Primarily a combination of paint and collage, my work is also an assemblage in its content, depicting present and remembered selves, and the settings which reveal them. Images of otherwise unacknowledged moments or belongings are made vivid through the specificity of detail while ambiguity and abstraction reflect emotion. Inconsistencies of physical surface and visual description express vulnerable inner states. In this way, a lowly sock becomes a proxy for complex disappointment—crumpled, uncomfortably familiar, yet, ultimately, more than okay."

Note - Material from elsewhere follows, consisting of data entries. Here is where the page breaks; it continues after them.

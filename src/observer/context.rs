use serde::{Deserialize, Serialize};
use serde_json::Value;
use uuid::Uuid;

use crate::types::Operation;

/// Event names as seen by subscribers
#[derive(Debug, Clone, Copy, PartialEq, Eq, Hash, Serialize, Deserialize)]
pub enum EventName {
    ListCreated,
    ListUpdated,
    ListDeleted,
    ItemAdded,
    ItemDeleted,
    ListShared,
    ListUnshared,
}

impl EventName {
    pub fn as_str(&self) -> &'static str {
        match self {
            EventName::ListCreated => "ListCreated",
            EventName::ListUpdated => "ListUpdated",
            EventName::ListDeleted => "ListDeleted",
            EventName::ItemAdded => "ItemAdded",
            EventName::ItemDeleted => "ItemDeleted",
            EventName::ListShared => "ListShared",
            EventName::ListUnshared => "ListUnshared",
        }
    }
}

impl From<Operation> for EventName {
    fn from(operation: Operation) -> Self {
        match operation {
            Operation::CreateList => EventName::ListCreated,
            Operation::UpdateList => EventName::ListUpdated,
            Operation::DeleteList => EventName::ListDeleted,
            Operation::AddItem => EventName::ItemAdded,
            Operation::DeleteItem => EventName::ItemDeleted,
            Operation::ShareList => EventName::ListShared,
            Operation::UnshareList => EventName::ListUnshared,
        }
    }
}

impl std::fmt::Display for EventName {
    fn fmt(&self, f: &mut std::fmt::Formatter<'_>) -> std::fmt::Result {
        f.write_str(self.as_str())
    }
}

/// Who receives an event: everyone watching a list, or one user
#[derive(Debug, Clone, Copy, PartialEq, Eq, Hash, Serialize, Deserialize)]
pub enum Audience {
    Group(Uuid),
    User(Uuid),
}

impl Audience {
    /// Topic name: the list id or user id in string form
    pub fn topic(&self) -> String {
        match self {
            Audience::Group(id) | Audience::User(id) => id.to_string(),
        }
    }
}

#[derive(Debug, Clone, PartialEq, Serialize, Deserialize)]
pub struct TodoEvent {
    pub name: EventName,
    pub audience: Audience,
    pub payload: Option<Value>,
}

impl TodoEvent {
    /// Event for every subscriber of a list
    pub fn group<T: Serialize>(operation: Operation, list_id: Uuid, payload: &T) -> Self {
        Self {
            name: operation.into(),
            audience: Audience::Group(list_id),
            payload: to_payload(payload),
        }
    }

    /// Event addressed to a single user
    pub fn user<T: Serialize>(operation: Operation, user_id: Uuid, payload: &T) -> Self {
        Self {
            name: operation.into(),
            audience: Audience::User(user_id),
            payload: to_payload(payload),
        }
    }
}

fn to_payload<T: Serialize>(payload: &T) -> Option<Value> {
    match serde_json::to_value(payload) {
        Ok(value) => Some(value),
        Err(e) => {
            // Still deliver the event name
            tracing::warn!("Failed to serialize event payload: {}", e);
            None
        }
    }
}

i'm thankful for that last sentence, which makes me think of the great lydia davis story "the sock." i'm thankful for how d and i noticed the grace with which her paintings depicted feet, in this way that was both boxy and semi-abstract and yet also felt real and anatomical. i'm thankful for her paintings of swimming pools, which remind me of a more crystalline byzantine david hockney. i'm thankful that the paintings' representation of light similarly felt both expressionistic and yet at the sametime very true. i'm thankful how in all of her paintings, the faces of the figures were turned away or blurred or smudged or otherwise obscured, but thankful that the line work and color and texture and gesture all radiated emotions. i'm thankful for a painting of someone doing karaoke, which was particularly good at doing that. i'm thankful for the way the artist defamiliarized small everydya things like takeout bags and air conditioners (i'm thankful for "casually accumulated incidentals").
i'm thankful that yesterday evening, i looked out into the front yard and saw a green hard-shelled kiddy pool picked up by the wind and blown across our front yard. i'm thankful that i put the shards of a broken drinking glass into an empty red hard plastic protein powder container. i'm thankful i went back and forth between d's study and the kitchen multiple times, trying to find a way to write "DANGER: BROKEN GLASS INSIDE" on the top of the container in a way that would be clear and indelible—i'm thankful i finally found a pairing of scotch tape and marker that allowed me to leave this warning. i'm thankful i changed the strings on my electric guitar for the first time in months and thankful that i found a patch cable that i had been searching for for weeks in a very obvious location. i'm thankful for the little girl who we saw leaving the art museum with her family—i'm thankful she got into the revolving door at the exit and wouldn't leave for several moments, just kept going round and round and round.